A $115 Million Reinvention
Federal Realty Investment Trust broke ground Wednesday on the third and final phase of its sweeping redevelopment of the property. The $115 million project will tear out 130,000 square feet of aging retail and replace it with something Montgomery County hasn’t seen much of before: a place people might actually want to live.
When complete, the Upper Moreland Township site will add 261 residential units, 52,000 square feet of retail space, and a 438-stall parking garage. A six-story mixed-use building will anchor the development, with townhomes lining Park Avenue.
It’s urban design language that comes from city neighborhoods and transplanted, deliberately, into the suburbs.
The Developer Behind the Vision
Federal Realty knows what its doing. The REIT has spent years becoming one of the most influential forces in American retail real estate, not by building new malls but by dismantling old ones.

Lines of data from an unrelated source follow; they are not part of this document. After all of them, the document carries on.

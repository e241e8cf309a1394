//! Application services

mod card_assembly;

pub use card_assembly::{
    CardAssemblyConfig, CardAssemblyPorts, CardAssemblyService, CardOutcome, CardResult,
};
//! Synthesized audio living on disk for the duration of one card

use std::path::{Path, PathBuf};

/// An audio file together with what it was synthesized from
#[derive(Debug, Clone, PartialEq, Eq)]
pub struct AudioArtifact {
    path: PathBuf,
    text: String,
    language_code: String,
}

impl AudioArtifact {
    pub fn new(
        path: impl Into<PathBuf>,
        text: impl Into<String>,
        language_code: impl Into<String>,
    ) -> Self {
        Self {
            path: path.into(),
            text: text.into(),
            language_code: language_code.into(),
        }
    }

    pub fn path(&self) -> &Path {
        &self.path
    }

    pub fn text(&self) -> &str {
        &self.text
    }

    pub fn language_code(&self) -> &str {
        &self.language_code
    }
}
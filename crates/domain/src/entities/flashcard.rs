//! Flashcard content as written to the store

use serde::{Deserialize, Serialize};

use crate::entities::{ParsedWordInfo, WordRecord};
use crate::value_objects::media_names::{MediaNames, sound_tag};

/// A two-sided note ready to be added to a deck
#[derive(Debug, Clone, PartialEq, Eq, Serialize, Deserialize)]
pub struct FlashcardRecord {
    pub deck_name: String,
    pub front: String,
    pub back: String,
    pub tags: Vec<String>,
}

impl FlashcardRecord {
    /// Compose the card for `record` from its parsed information
    ///
    /// The deck is the language name. The front carries the word's audio only
    /// when the language resolved to the default code; other languages get the
    /// bare word. The back lists the three parsed lines separated by `<br>`,
    /// followed by the example audio.
    pub fn compose(record: &WordRecord, info: &ParsedWordInfo, marker_tag: &str) -> Self {
        let names = MediaNames::for_word(record.word());

        let front = if record.is_default_language() {
            format!("{} {}", record.word(), sound_tag(&names.word_audio()))
        } else {
            record.word().to_string()
        };

        let back = format!(
            "{}<br>{}<br>{} {}",
            info.definition,
            info.synonyms,
            info.example,
            sound_tag(&names.example_audio())
        );

        Self {
            deck_name: record.language_name().to_string(),
            front,
            back,
            tags: vec![
                marker_tag.to_string(),
                record.language_name().to_lowercase(),
            ],
        }
    }
}
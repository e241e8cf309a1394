//! AnkiConnect wire types

use serde::{Deserialize, Serialize};

/// Request envelope shared by every action
#[derive(Debug, Serialize)]
pub(crate) struct AnkiRequest<'a> {
    pub action: &'a str,
    pub version: u8,
    #[serde(skip_serializing_if = "Option::is_none")]
    pub params: Option<serde_json::Value>,
}

/// Response envelope; exactly one of `result` / `error` is meaningful
#[derive(Debug, Deserialize)]
pub(crate) struct AnkiResponse<T> {
    pub result: Option<T>,
    pub error: Option<String>,
}

#[derive(Debug, Serialize)]
pub(crate) struct CreateDeckParams<'a> {
    pub deck: &'a str,
}

#[derive(Debug, Serialize)]
pub(crate) struct StoreMediaParams<'a> {
    pub filename: &'a str,
    pub data: String,
}

#[derive(Debug, Serialize)]
pub(crate) struct AddNoteParams<'a> {
    pub note: NewNote<'a>,
}

#[derive(Debug, Serialize)]
#[serde(rename_all = "camelCase")]
pub(crate) struct NewNote<'a> {
    pub deck_name: &'a str,
    pub model_name: &'a str,
    pub fields: NoteFields<'a>,
    pub options: NoteOptions,
    pub tags: &'a [String],
}

#[derive(Debug, Serialize)]
pub(crate) struct NoteFields<'a> {
    #[serde(rename = "Front")]
    pub front: &'a str,
    #[serde(rename = "Back")]
    pub back: &'a str,
}

#[derive(Debug, Serialize)]
#[serde(rename_all = "camelCase")]
pub(crate) struct NoteOptions {
    pub allow_duplicate: bool,
}
//! Domain entities

pub mod audio_artifact;
pub mod flashcard;
pub mod word_info;
pub mod word_record;

pub use audio_artifact::AudioArtifact;
pub use flashcard::FlashcardRecord;
pub use word_info::ParsedWordInfo;
pub use word_record::WordRecord;
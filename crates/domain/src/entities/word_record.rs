//! The word a card is being built for

use serde::{Deserialize, Serialize};

use crate::errors::DomainError;
use crate::value_objects::language::{
    DEFAULT_LANGUAGE_CODE, language_code_for, normalize_language_name,
};

/// A word together with its source language
///
/// The language code is derived from the name once, at construction.
#[derive(Debug, Clone, PartialEq, Eq, Serialize, Deserialize)]
pub struct WordRecord {
    word: String,
    language_name: String,
    language_code: String,
}

impl WordRecord {
    /// Create a record for `word` in the language called `language`
    ///
    /// The word is trimmed and the language name normalized. Words containing
    /// path separators are rejected because they become part of file names.
    pub fn new(word: &str, language: &str) -> Result<Self, DomainError> {
        let word = word.trim();
        if word.is_empty() {
            return Err(DomainError::EmptyWord);
        }
        if word.contains(['/', '\\']) {
            return Err(DomainError::ValidationError(format!(
                "word '{word}' contains a path separator"
            )));
        }

        let language_name = normalize_language_name(language);
        let language_code = language_code_for(&language_name).to_string();

        Ok(Self {
            word: word.to_string(),
            language_name,
            language_code,
        })
    }

    /// The word itself
    pub fn word(&self) -> &str {
        &self.word
    }

    /// Normalized language name, also the deck name
    pub fn language_name(&self) -> &str {
        &self.language_name
    }

    /// Resolved language code
    pub fn language_code(&self) -> &str {
        &self.language_code
    }

    /// Whether the language resolved to the default code
    pub fn is_default_language(&self) -> bool {
        self.language_code == DEFAULT_LANGUAGE_CODE
    }
}
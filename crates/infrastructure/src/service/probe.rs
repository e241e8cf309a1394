//! Liveness probes for local services
//!
//! A probe answers one question: does the service respond right now?
//! Transport failures of any kind count as "down" and are never surfaced.

use std::time::Duration;

use async_trait::async_trait;
#[cfg(test)]
use mockall::automock;
use reqwest::Client;
use tracing::{debug, instrument};

/// Reports whether a service is currently reachable
#[cfg_attr(test, automock)]
#[async_trait]
pub trait AvailabilityProbe: Send + Sync {
    async fn is_up(&self) -> bool;
}

/// HTTP probe: up when a `GET` of the endpoint answers with a 2xx status in time
#[derive(Debug, Clone)]
pub struct HttpProbe {
    client: Client,
    url: String,
    timeout: Duration,
}

impl HttpProbe {
    pub fn get(url: impl Into<String>, timeout: Duration) -> Self {
        Self {
            client: Client::new(),
            url: url.into(),
            timeout,
        }
    }
}

#[async_trait]
impl AvailabilityProbe for HttpProbe {
    #[instrument(skip(self), fields(url = %self.url))]
    async fn is_up(&self) -> bool {
        match self
            .client
            .get(&self.url)
            .timeout(self.timeout)
            .send()
            .await
        {
            Ok(response) => {
                let up = response.status().is_success();
                debug!(status = %response.status(), up, "Probe answered");
                up
            },
            Err(e) => {
                debug!(error = %e, "Probe failed");
                false
            },
        }
    }
}
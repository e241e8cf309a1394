//! Descriptors and probes for the services vocabforge relies on

use std::path::PathBuf;
use std::time::Duration;

use ai_core::GenerationConfig;
use async_trait::async_trait;
use integration_anki::{AnkiConfig, AnkiConnectClient, AnkiError};
use tracing::{debug, instrument};

use super::launcher::ServiceDescriptor;
use super::probe::{AvailabilityProbe, HttpProbe};

/// Ollama, started with `ollama serve`
pub fn ollama_descriptor() -> ServiceDescriptor {
    let mut candidates = vec![PathBuf::from("ollama")];
    if cfg!(windows) {
        candidates.push(PathBuf::from("ollama.exe"));
    }

    ServiceDescriptor {
        name: "Ollama".to_string(),
        candidates,
        args: vec!["serve".to_string()],
    }
}

/// Ollama is up when its model list answers
pub fn ollama_probe(config: &GenerationConfig) -> HttpProbe {
    HttpProbe::get(
        config.tags_url(),
        Duration::from_millis(config.probe_timeout_ms),
    )
}

/// The Anki desktop application, which hosts AnkiConnect
pub fn anki_descriptor() -> ServiceDescriptor {
    ServiceDescriptor {
        name: "Anki".to_string(),
        candidates: anki_candidates(
            cfg!(windows),
            std::env::var_os("LOCALAPPDATA").map(PathBuf::from),
        ),
        args: Vec::new(),
    }
}

/// AnkiConnect is up when it answers the `version` action
#[derive(Debug)]
pub struct AnkiVersionProbe {
    client: AnkiConnectClient,
}

#[async_trait]
impl AvailabilityProbe for AnkiVersionProbe {
    #[instrument(skip(self))]
    async fn is_up(&self) -> bool {
        match self.client.version().await {
            Ok(version) => {
                debug!(version, "AnkiConnect answered");
                true
            },
            Err(e) => {
                debug!(error = %e, "AnkiConnect probe failed");
                false
            },
        }
    }
}

/// Probe for AnkiConnect, bounded by the probe timeout
///
/// # Errors
///
/// Returns an error if the HTTP client cannot be initialized.
pub fn anki_probe(config: &AnkiConfig) -> Result<AnkiVersionProbe, AnkiError> {
    let client = AnkiConnectClient::with_timeout(
        config.clone(),
        Duration::from_millis(config.probe_timeout_ms),
    )?;
    Ok(AnkiVersionProbe { client })
}

/// Usual install locations, then the search path
fn anki_candidates(windows: bool, local_app_data: Option<PathBuf>) -> Vec<PathBuf> {
    if windows {
        let mut candidates = vec![
            PathBuf::from(r"C:\Program Files\Anki\anki.exe"),
            PathBuf::from(r"C:\Program Files (x86)\Anki\anki.exe"),
        ];
        if let Some(local) = local_app_data {
            candidates.push(local.join("Programs").join("Anki").join("anki.exe"));
        }
        candidates.push(PathBuf::from("anki.exe"));
        candidates.push(PathBuf::from("anki"));
        candidates
    } else {
        vec![
            PathBuf::from("/usr/bin/anki"),
            PathBuf::from("/usr/local/bin/anki"),
            PathBuf::from("/opt/anki/anki"),
            PathBuf::from("/Applications/Anki.app/Contents/MacOS/anki"),
            PathBuf::from("anki"),
        ]
    }
}

#[cfg(test)]
mod tests {
    use super::*;

    #[test]
    fn ollama_is_served() {
        let descriptor = ollama_descriptor();
        assert_eq!(descriptor.name, "Ollama");
        assert_eq!(descriptor.candidates[0], PathBuf::from("ollama"));
        assert_eq!(descriptor.args, vec!["serve"]);
    }

    #[test]
    fn unix_candidates_end_with_search_path_lookup() {
        let candidates = anki_candidates(false, None);
        assert_eq!(candidates.first(), Some(&PathBuf::from("/usr/bin/anki")));
        assert!(candidates.contains(&PathBuf::from(
            "/Applications/Anki.app/Contents/MacOS/anki"
        )));
        assert_eq!(candidates.last(), Some(&PathBuf::from("anki")));
    }

    #[test]
    fn windows_candidates_include_local_app_data() {
        let candidates = anki_candidates(true, Some(PathBuf::from("/users/me/AppData/Local")));
        assert_eq!(
            candidates[2],
            PathBuf::from("/users/me/AppData/Local")
                .join("Programs")
                .join("Anki")
                .join("anki.exe")
        );
        assert_eq!(candidates.len(), 5);

        let without_local = anki_candidates(true, None);
        assert_eq!(without_local.len(), 4);
    }
}
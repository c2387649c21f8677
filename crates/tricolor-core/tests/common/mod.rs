#![allow(dead_code)]

use tricolor_core::plane::{Bounds, ChannelPlane};

/// Build a plane anchored at the origin by evaluating `f` at every pixel.
pub fn plane_of(width: usize, height: usize, f: impl Fn(i32, i32) -> u8) -> ChannelPlane {
    ChannelPlane::from_fn(Bounds::of_size(width, height), f)
}

/// All-zero plane with a single bright (255) pixel at (bx, by).
pub fn single_bright(width: usize, height: usize, bx: i32, by: i32) -> ChannelPlane {
    plane_of(width, height, |x, y| if (x, y) == (bx, by) { 255 } else { 0 })
}

/// Uniform plane at the given intensity.
pub fn uniform(width: usize, height: usize, value: u8) -> ChannelPlane {
    plane_of(width, height, |_, _| value)
}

Willow Grove is the latest entry in its catalog. But its significance extends beyond Federal Realty’s balance sheet.
Montgomery County’s Suburban Reckoning
For decades, Montgomery County grew in the familiar postwar pattern. There were office parks, enclosed malls, strip centers organized around parking and drive-through convenience. A landscape built for the car. That model is losing ground fast.
King of Prussia has been reinventing itself with dense mixed-use projects layered onto what was once purely a shopping destination.
Conshohocken continues to attract transit-oriented apartment development along SEPTA lines.
Norristown is pursuing large-scale transformation around its transit infrastructure and the former state hospital property.
The pattern is consistent: replace asphalt with apartments, anchor with amenities, and bet that people want to walk to dinner instead of drive to it.
Why Willow Grove Changes Everything
What makes this groundbreaking notable is where it’s happening. This isn’t Conshohocken, with its river views and proximity to Center City commuters. It’s a mid-century shopping center at the intersection of York and Easton roads, in a township most people pass through on the way somewhere else.
If the mixed-use model takes root here, it’s no longer a trend confined to transit corridors and upscale zip codes.
It’s becoming the default blueprint for what gets built in Montgomery County next.
Construction should wrap in 2028. Existing tenants, including Marshalls and Five Below, will remain open throughout.